2.5.1 Types of Catalysts
1. Homogeneous catalysts exist in the same phase as the reactants (for example, an acid or base dissolved in water, or a soluble transition-metal complex in organic solvent).
2. Heterogeneous catalysts are in a different phase (for example, a solid surface with gaseous or liquid reactants).
3. Enzymes are biological catalysts—proteins that operate under mild conditions with very high specificity and efficiency.

2.6 Solvent Effects (for Reactions in Solution)

For reactions carried out in solution, the choice of solvent can significantly influence the reaction rate by:
- Stabilizing reactants or transition states through solvation—via hydrogen bonding, dipole interactions, or dielectric screening—thus altering the effective activation energy.
- Changing diffusion rates of reactants (through viscosity), which affects how often molecules collide.
- Altering reaction pathways (for example, favoring ionic versus radical mechanisms).

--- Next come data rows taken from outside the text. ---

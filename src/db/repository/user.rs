use tokio_postgres::{Client, Row};

use crate::db::StoreError;
use crate::models::User;

fn user_from_row(row: &Row) -> Result<User, StoreError> {
    Ok(User {
        id: row.try_get("id")?,
        username: row.try_get("username")?,
        password_hash: row.try_get("password_hash")?,
        created_at: row.try_get("created_at")?,
    })
}

pub async fn get_user_by_username(
    client: &Client,
    username: &str,
) -> Result<Option<User>, StoreError> {
    let row = client
        .query_opt(
            "SELECT id, username, password_hash, created_at FROM users WHERE username = $1",
            &[&username],
        )
        .await?;
    row.as_ref().map(user_from_row).transpose()
}

pub async fn update_user_password(
    client: &Client,
    username: &str,
    password_hash: &str,
) -> Result<(), StoreError> {
    client
        .execute(
            "UPDATE users SET password_hash = $1 WHERE username = $2",
            &[&password_hash, &username],
        )
        .await?;
    Ok(())
}

/// Creates the account or replaces its hash. Returns true when a new row
/// was created.
pub async fn upsert_user(
    client: &Client,
    username: &str,
    password_hash: &str,
) -> Result<bool, StoreError> {
    let existing = get_user_by_username(client, username).await?;
    if existing.is_some() {
        update_user_password(client, username, password_hash).await?;
        return Ok(false);
    }
    client
        .execute(
            "INSERT INTO users (username, password_hash) VALUES ($1, $2)",
            &[&username, &password_hash],
        )
        .await?;
    Ok(true)
}
//! API server lifecycle: starts and stops the axum HTTP server.
//!
//! Pattern: bind → spawn background task → return a handle with a
//! shutdown channel. The handle owns the task so callers can wait for
//! in-flight requests to drain.

use std::net::SocketAddr;

use tokio::sync::oneshot;
use tokio::task::JoinHandle;

use crate::api::router::clinic_api_router;
use crate::db::Database;

/// Handle to a running API server.
pub struct ApiServer {
    addr: SocketAddr,
    shutdown_tx: Option<oneshot::Sender<()>>,
    task: JoinHandle<()>,
}

impl ApiServer {
    /// Binds the listener and spawns the server in a background task.
    pub async fn start(db: Database, addr: SocketAddr) -> Result<Self, std::io::Error> {
        let listener = tokio::net::TcpListener::bind(addr).await?;
        let addr = listener.local_addr()?;

        let app = clinic_api_router(db);
        let (shutdown_tx, shutdown_rx) = oneshot::channel::<()>();

        let task = tokio::spawn(async move {
            let shutdown_signal = async move {
                let _ = shutdown_rx.await;
                tracing::info!("API server received shutdown signal");
            };

            tracing::info!(%addr, "API server started");

            if let Err(e) = axum::serve(listener, app)
                .with_graceful_shutdown(shutdown_signal)
                .await
            {
                tracing::error!("API server error: {e}");
            }

            tracing::info!("API server stopped");
        });

        Ok(Self {
            addr,
            shutdown_tx: Some(shutdown_tx),
            task,
        })
    }

    /// The bound address. Differs from the requested one when port 0 was
    /// asked for.
    pub fn addr(&self) -> SocketAddr {
        self.addr
    }

    /// Signals shutdown and waits for the server task to finish.
    pub async fn stop(mut self) {
        if let Some(tx) = self.shutdown_tx.take() {
            let _ = tx.send(());
        }
        if let Err(e) = self.task.await {
            tracing::error!("API server task join error: {e}");
        }
    }
}

#[cfg(test)]
mod tests {
    use super::*;

    use crate::db::pool::tests::unreachable_database;

    async fn start_on_loopback() -> ApiServer {
        let addr: SocketAddr = "127.0.0.1:0".parse().unwrap();
        ApiServer::start(unreachable_database(), addr)
            .await
            .expect("server should start")
    }

    #[tokio::test]
    async fn serves_health_then_stops_cleanly() {
        let server = start_on_loopback().await;
        let url = format!("http://{}/api/health", server.addr());

        let resp = reqwest::get(&url).await.unwrap();
        assert_eq!(resp.status(), reqwest::StatusCode::OK);
        let json: serde_json::Value = resp.json().await.unwrap();
        assert_eq!(json["status"], "OK");

        server.stop().await;

        // Listener is gone once stop() returns.
        assert!(reqwest::get(&url).await.is_err());
    }

    #[tokio::test]
    async fn unknown_route_returns_404_over_http() {
        let server = start_on_loopback().await;

        let url = format!("http://{}/nonexistent", server.addr());
        let resp = reqwest::get(&url).await.unwrap();
        assert_eq!(resp.status(), reqwest::StatusCode::NOT_FOUND);

        server.stop().await;
    }

    #[tokio::test]
    async fn start_fails_when_the_port_is_taken() {
        let first = start_on_loopback().await;

        let result = ApiServer::start(unreachable_database(), first.addr()).await;
        assert!(result.is_err());

        first.stop().await;
    }
}
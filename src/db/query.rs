//! Query composers for list reads.
//!
//! Each composer starts from a base SELECT (entity columns plus the joined
//! patient display fields), appends `AND`-combined predicates for whichever
//! filters are set, and fixes the ordering. REST and MCP both consume
//! these, so the two surfaces can't drift apart.

use tokio_postgres::types::ToSql;

use crate::models::{AppointmentFilter, PaymentFilter, TreatmentFilter};

/// A composed SQL statement with its bound parameters.
pub struct ComposedQuery {
    pub sql: String,
    params: Vec<Box<dyn ToSql + Sync + Send>>,
}

impl ComposedQuery {
    fn new(base: &str) -> Self {
        Self {
            sql: base.to_string(),
            params: Vec::new(),
        }
    }

    fn push_condition(
        &mut self,
        conditions: &mut Vec<String>,
        column: &str,
        value: Box<dyn ToSql + Sync + Send>,
    ) {
        self.params.push(value);
        conditions.push(format!("{column} = ${}", self.params.len()));
    }

    fn finish(mut self, conditions: Vec<String>, order_by: &str) -> Self {
        if !conditions.is_empty() {
            self.sql.push_str(" WHERE ");
            self.sql.push_str(&conditions.join(" AND "));
        }
        self.sql.push_str(" ORDER BY ");
        self.sql.push_str(order_by);
        self
    }

    /// Parameter slice in the form the driver expects.
    pub fn params(&self) -> Vec<&(dyn ToSql + Sync)> {
        self.params
            .iter()
            .map(|p| p.as_ref() as &(dyn ToSql + Sync))
            .collect()
    }
}

pub const PATIENT_COLUMNS: &str = "id, first_name, last_name, date_of_birth, gender, phone, \
     email, address, emergency_contact, emergency_phone, medical_history, allergies, \
     insurance_provider, insurance_number, last_visit, created_at";

pub const APPOINTMENT_COLUMNS: &str = "a.id, a.patient_id, a.appointment_date, \
     a.appointment_time, a.duration, a.appointment_type, a.status, a.notes, a.created_at, \
     p.first_name, p.last_name, p.phone, p.email";

pub const TREATMENT_COLUMNS: &str = "t.id, t.patient_id, t.appointment_id, t.treatment_date, \
     t.tooth_number, t.treatment_type, t.description, t.diagnosis, t.procedure_details, \
     t.notes, t.next_visit_date, t.created_at, p.first_name, p.last_name";

pub const PAYMENT_COLUMNS: &str = "y.id, y.patient_id, y.treatment_id, y.appointment_id, \
     y.payment_date, y.amount, y.payment_method, y.payment_type, y.status, y.description, \
     y.invoice_number, y.created_at, p.first_name, p.last_name";

/// Patients, newest first.
pub fn patient_list() -> ComposedQuery {
    ComposedQuery::new(&format!("SELECT {PATIENT_COLUMNS} FROM patients"))
        .finish(Vec::new(), "created_at DESC")
}

/// Appointments with patient display fields, most recent first; time breaks
/// same-day ties.
pub fn appointment_list(filter: &AppointmentFilter) -> ComposedQuery {
    let mut query = ComposedQuery::new(&format!(
        "SELECT {APPOINTMENT_COLUMNS} FROM appointments a \
         LEFT JOIN patients p ON a.patient_id = p.id"
    ));
    let mut conditions = Vec::new();
    if let Some(date) = filter.date {
        query.push_condition(&mut conditions, "a.appointment_date", Box::new(date));
    }
    if let Some(patient_id) = filter.patient_id {
        query.push_condition(&mut conditions, "a.patient_id", Box::new(patient_id));
    }
    query.finish(
        conditions,
        "a.appointment_date DESC, a.appointment_time DESC",
    )
}

/// Treatments, most recent date first; id breaks ties so the order is
/// stable. Undated rows sort last, matching how clients expect history
/// to read.
pub fn treatment_list(filter: &TreatmentFilter) -> ComposedQuery {
    let mut query = ComposedQuery::new(&format!(
        "SELECT {TREATMENT_COLUMNS} FROM treatments t \
         LEFT JOIN patients p ON t.patient_id = p.id"
    ));
    let mut conditions = Vec::new();
    if let Some(patient_id) = filter.patient_id {
        query.push_condition(&mut conditions, "t.patient_id", Box::new(patient_id));
    }
    query.finish(
        conditions,
        "t.treatment_date DESC NULLS LAST, t.id DESC",
    )
}

/// Payments, most recent first.
pub fn payment_list(filter: &PaymentFilter) -> ComposedQuery {
    let mut query = ComposedQuery::new(&format!(
        "SELECT {PAYMENT_COLUMNS} FROM payments y \
         LEFT JOIN patients p ON y.patient_id = p.id"
    ));
    let mut conditions = Vec::new();
    if let Some(patient_id) = filter.patient_id {
        query.push_condition(&mut conditions, "y.patient_id", Box::new(patient_id));
    }
    query.finish(conditions, "y.payment_date DESC")
}

#[cfg(test)]
mod tests {
    use super::*;
    use chrono::NaiveDate;

    #[test]
    fn patient_list_orders_newest_first() {
        let q = patient_list();
        assert!(q.sql.ends_with("ORDER BY created_at DESC"));
        assert!(!q.sql.contains("WHERE"));
        assert!(q.params().is_empty());
    }

    #[test]
    fn appointment_list_without_filters_has_no_where() {
        let q = appointment_list(&AppointmentFilter::default());
        assert!(!q.sql.contains("WHERE"));
        assert!(q.sql.contains("LEFT JOIN patients p"));
        assert!(q
            .sql
            .ends_with("ORDER BY a.appointment_date DESC, a.appointment_time DESC"));
    }

    #[test]
    fn appointment_list_combines_predicates_with_and() {
        let filter = AppointmentFilter {
            date: NaiveDate::from_ymd_opt(2025, 6, 1),
            patient_id: Some(3),
        };
        let q = appointment_list(&filter);
        assert!(q
            .sql
            .contains("WHERE a.appointment_date = $1 AND a.patient_id = $2"));
        assert_eq!(q.params().len(), 2);
    }

    #[test]
    fn appointment_list_single_predicate_is_numbered_one() {
        let filter = AppointmentFilter {
            date: None,
            patient_id: Some(9),
        };
        let q = appointment_list(&filter);
        assert!(q.sql.contains("WHERE a.patient_id = $1"));
        assert!(!q.sql.contains("AND"));
        assert_eq!(q.params().len(), 1);
    }

    #[test]
    fn treatment_list_breaks_date_ties_by_id() {
        let q = treatment_list(&TreatmentFilter::default());
        assert!(q
            .sql
            .ends_with("ORDER BY t.treatment_date DESC NULLS LAST, t.id DESC"));
    }

    #[test]
    fn treatment_list_filters_by_patient() {
        let q = treatment_list(&TreatmentFilter { patient_id: Some(5) });
        assert!(q.sql.contains("WHERE t.patient_id = $1"));
        assert_eq!(q.params().len(), 1);
    }

    #[test]
    fn payment_list_orders_by_date() {
        let q = payment_list(&PaymentFilter::default());
        assert!(q.sql.ends_with("ORDER BY y.payment_date DESC"));
        let filtered = payment_list(&PaymentFilter { patient_id: Some(2) });
        assert!(filtered.sql.contains("WHERE y.patient_id = $1"));
    }
}
#[cfg(test)]
mod tests {
    use super::*;
    use crate::models::enums::{
        AppointmentStatus, AppointmentType, PaymentMethod, PaymentStatus, PaymentType,
    };
    use crate::normalize::RawRef;

    fn valid_appointment() -> AppointmentPayload {
        AppointmentPayload {
            patient_id: Some(RawRef::Number(1)),
            appointment_date: Some("2025-06-01".to_string()),
            appointment_time: Some("14:30".to_string()),
            appointment_type: Some("Cleaning".to_string()),
            ..AppointmentPayload::default()
        }
    }

    fn valid_payment() -> PaymentPayload {
        PaymentPayload {
            patient_id: Some(RawRef::Number(1)),
            payment_date: Some("2025-06-01".to_string()),
            amount: Some(150.0),
            payment_method: Some("Cash".to_string()),
            payment_type: Some("Full Payment".to_string()),
            ..PaymentPayload::default()
        }
    }

    fn message(err: ValidateError) -> String {
        match err {
            ValidateError::Invalid(m) => m,
            other => panic!("expected validation failure, got {other:?}"),
        }
    }

    #[test]
    fn appointment_accepts_a_valid_payload() {
        let record = appointment_fields(&valid_appointment()).unwrap();
        assert_eq!(record.patient_id, 1);
        assert_eq!(record.duration, 30);
        assert_eq!(record.appointment_type, AppointmentType::Cleaning);
        assert_eq!(record.status, AppointmentStatus::Scheduled);
        assert_eq!(record.notes, None);
    }

    #[test]
    fn appointment_rejects_every_patient_placeholder() {
        for patient_id in [
            None,
            Some(RawRef::Number(0)),
            Some(RawRef::Text("0".to_string())),
            Some(RawRef::Text(String::new())),
            Some(RawRef::Text("   ".to_string())),
        ] {
            let payload = AppointmentPayload {
                patient_id,
                ..valid_appointment()
            };
            let msg = message(appointment_fields(&payload).unwrap_err());
            assert_eq!(msg, PATIENT_REQUIRED);
        }
    }

    #[test]
    fn appointment_rejects_missing_date_time_or_type() {
        for broken in [
            AppointmentPayload {
                appointment_date: None,
                ..valid_appointment()
            },
            AppointmentPayload {
                appointment_time: Some(String::new()),
                ..valid_appointment()
            },
            AppointmentPayload {
                appointment_type: None,
                ..valid_appointment()
            },
            AppointmentPayload {
                appointment_date: Some("undefined".to_string()),
                ..valid_appointment()
            },
        ] {
            let msg = message(appointment_fields(&broken).unwrap_err());
            assert_eq!(msg, APPOINTMENT_REQUIRED);
        }
    }

    #[test]
    fn appointment_rejects_non_numeric_patient_text() {
        let payload = AppointmentPayload {
            patient_id: Some(RawRef::Text("abc".to_string())),
            ..valid_appointment()
        };
        let msg = message(appointment_fields(&payload).unwrap_err());
        assert_eq!(msg, "Patient with ID abc does not exist");
    }

    #[test]
    fn appointment_rejects_unparseable_date_and_time() {
        let bad_date = AppointmentPayload {
            appointment_date: Some("next tuesday".to_string()),
            ..valid_appointment()
        };
        assert!(message(appointment_fields(&bad_date).unwrap_err())
            .starts_with("Invalid appointment date"));

        let bad_time = AppointmentPayload {
            appointment_time: Some("noon".to_string()),
            ..valid_appointment()
        };
        assert!(message(appointment_fields(&bad_time).unwrap_err())
            .starts_with("Invalid appointment time"));
    }

    #[test]
    fn appointment_accepts_timestamp_dates_without_shifting() {
        let payload = AppointmentPayload {
            appointment_date: Some("2025-06-01T00:00:00.000Z".to_string()),
            ..valid_appointment()
        };
        let record = appointment_fields(&payload).unwrap();
        assert_eq!(
            record.appointment_date,
            chrono::NaiveDate::from_ymd_opt(2025, 6, 1).unwrap()
        );
    }

    #[test]
    fn appointment_applies_defaults_and_overrides() {
        let payload = AppointmentPayload {
            duration: Some(45),
            status: Some("Completed".to_string()),
            notes: Some("bring x-rays".to_string()),
            ..valid_appointment()
        };
        let record = appointment_fields(&payload).unwrap();
        assert_eq!(record.duration, 45);
        assert_eq!(record.status, AppointmentStatus::Completed);
        assert_eq!(record.notes.as_deref(), Some("bring x-rays"));
    }

    #[test]
    fn appointment_rejects_unknown_enum_values() {
        let payload = AppointmentPayload {
            appointment_type: Some("Telepathy".to_string()),
            ..valid_appointment()
        };
        let msg = message(appointment_fields(&payload).unwrap_err());
        assert_eq!(msg, "Invalid appointment type: Telepathy");
    }

    #[test]
    fn payment_accepts_a_valid_payload() {
        let record = payment_fields(&valid_payment()).unwrap();
        assert_eq!(record.patient_id, 1);
        assert_eq!(record.amount, 150.0);
        assert_eq!(record.payment_method, PaymentMethod::Cash);
        assert_eq!(record.payment_type, PaymentType::FullPayment);
        assert_eq!(record.status, PaymentStatus::Paid);
        assert_eq!(record.treatment_id, None);
        assert_eq!(record.appointment_id, None);
    }

    #[test]
    fn payment_rejects_every_patient_placeholder() {
        for patient_id in [
            None,
            Some(RawRef::Number(0)),
            Some(RawRef::Text("0".to_string())),
            Some(RawRef::Text(String::new())),
        ] {
            let payload = PaymentPayload {
                patient_id,
                ..valid_payment()
            };
            let msg = message(payment_fields(&payload).unwrap_err());
            assert_eq!(msg, PATIENT_REQUIRED);
        }
    }

    #[test]
    fn payment_optional_refs_collapse_placeholders_to_none() {
        for placeholder in [
            Some(RawRef::Number(0)),
            Some(RawRef::Text("0".to_string())),
            Some(RawRef::Text(" ".to_string())),
            None,
        ] {
            let payload = PaymentPayload {
                treatment_id: placeholder.clone(),
                appointment_id: placeholder,
                ..valid_payment()
            };
            let record = payment_fields(&payload).unwrap();
            assert_eq!(record.treatment_id, None);
            assert_eq!(record.appointment_id, None);
        }
    }

    #[test]
    fn payment_keeps_real_optional_refs() {
        let payload = PaymentPayload {
            treatment_id: Some(RawRef::Number(12)),
            appointment_id: Some(RawRef::Text("34".to_string())),
            ..valid_payment()
        };
        let record = payment_fields(&payload).unwrap();
        assert_eq!(record.treatment_id, Some(12));
        assert_eq!(record.appointment_id, Some(34));
    }

    #[test]
    fn payment_invalid_treatment_text_is_an_error() {
        let payload = PaymentPayload {
            treatment_id: Some(RawRef::Text("abc".to_string())),
            ..valid_payment()
        };
        let msg = message(payment_fields(&payload).unwrap_err());
        assert_eq!(msg, "Treatment with ID abc does not exist");
    }

    #[test]
    fn payment_invalid_appointment_text_collapses_to_none() {
        let payload = PaymentPayload {
            appointment_id: Some(RawRef::Text("abc".to_string())),
            ..valid_payment()
        };
        let record = payment_fields(&payload).unwrap();
        assert_eq!(record.appointment_id, None);
    }

    #[test]
    fn payment_rejects_missing_or_zero_amount() {
        for amount in [None, Some(0.0)] {
            let payload = PaymentPayload {
                amount,
                ..valid_payment()
            };
            let msg = message(payment_fields(&payload).unwrap_err());
            assert_eq!(msg, PAYMENT_REQUIRED);
        }
    }

    #[test]
    fn payment_rejects_missing_method_or_type() {
        for broken in [
            PaymentPayload {
                payment_method: None,
                ..valid_payment()
            },
            PaymentPayload {
                payment_type: Some(String::new()),
                ..valid_payment()
            },
            PaymentPayload {
                payment_date: Some("   ".to_string()),
                ..valid_payment()
            },
        ] {
            let msg = message(payment_fields(&broken).unwrap_err());
            assert_eq!(msg, PAYMENT_REQUIRED);
        }
    }

    #[test]
    fn payment_status_defaults_to_paid_and_parses_overrides() {
        let pending = PaymentPayload {
            status: Some("Pending".to_string()),
            ..valid_payment()
        };
        assert_eq!(
            payment_fields(&pending).unwrap().status,
            PaymentStatus::Pending
        );
        let blank = PaymentPayload {
            status: Some(String::new()),
            ..valid_payment()
        };
        assert_eq!(payment_fields(&blank).unwrap().status, PaymentStatus::Paid);
    }

    #[test]
    fn treatment_normalizes_refs_and_procedure_alias() {
        let payload = TreatmentPayload {
            patient_id: Some(RawRef::Number(2)),
            appointment_id: Some(RawRef::Text("0".to_string())),
            procedure_details: Some(String::new()),
            procedure: Some("Scaling".to_string()),
            treatment_type: Some("Cleaning".to_string()),
            ..TreatmentPayload::default()
        };
        let record = treatment_fields(&payload).unwrap();
        assert_eq!(record.patient_id, Some(2));
        assert_eq!(record.appointment_id, None);
        assert_eq!(record.procedure_details.as_deref(), Some("Scaling"));
    }

    #[test]
    fn treatment_prefers_procedure_details_over_legacy_alias() {
        let payload = TreatmentPayload {
            procedure_details: Some("Primary".to_string()),
            procedure: Some("Legacy".to_string()),
            ..TreatmentPayload::default()
        };
        let record = treatment_fields(&payload).unwrap();
        assert_eq!(record.procedure_details.as_deref(), Some("Primary"));
    }

    #[test]
    fn treatment_tolerates_a_fully_empty_payload() {
        let record = treatment_fields(&TreatmentPayload::default()).unwrap();
        assert_eq!(record.patient_id, None);
        assert_eq!(record.treatment_type, None);
        assert_eq!(record.procedure_details, None);
    }

    #[test]
    fn treatment_cleans_date_placeholders() {
        let payload = TreatmentPayload {
            treatment_date: Some("undefined".to_string()),
            next_visit_date: Some("  ".to_string()),
            ..TreatmentPayload::default()
        };
        let record = treatment_fields(&payload).unwrap();
        assert_eq!(record.treatment_date, None);
        assert_eq!(record.next_visit_date, None);
    }

    #[test]
    fn patient_fields_clean_and_parse() {
        let payload = PatientPayload {
            first_name: Some("Ana".to_string()),
            last_name: Some(String::new()),
            date_of_birth: Some("1990-04-12".to_string()),
            last_visit: Some("undefined".to_string()),
            ..PatientPayload::default()
        };
        let record = patient_fields(&payload).unwrap();
        assert_eq!(record.first_name.as_deref(), Some("Ana"));
        assert_eq!(record.last_name, None);
        assert_eq!(
            record.date_of_birth,
            chrono::NaiveDate::from_ymd_opt(1990, 4, 12)
        );
        assert_eq!(record.last_visit, None);
    }

    #[test]
    fn patient_rejects_unparseable_dates() {
        let payload = PatientPayload {
            date_of_birth: Some("long ago".to_string()),
            ..PatientPayload::default()
        };
        assert!(message(patient_fields(&payload).unwrap_err())
            .starts_with("Invalid date of birth"));
    }
}
use chrono::NaiveDate;

#[derive(Debug, Default, Clone)]
pub struct AppointmentFilter {
    pub date: Option<NaiveDate>,
    pub patient_id: Option<i64>,
}

#[derive(Debug, Default, Clone)]
pub struct TreatmentFilter {
    pub patient_id: Option<i64>,
}

#[derive(Debug, Default, Clone)]
pub struct PaymentFilter {
    pub patient_id: Option<i64>,
}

For instance, in a nucleophilic substitution:
- An SN1 reaction (proceeding through a carbocation intermediate) often runs faster in a polar protic solvent (like water or an alcohol), because such solvents stabilize the carbocation.
- An SN2 reaction (which involves a charged nucleophile attacking a substrate) often runs faster in a polar aprotic solvent (like acetone or dimethyl sulfoxide), since these solvents do not strongly solvate the nucleophile, leaving it more reactive.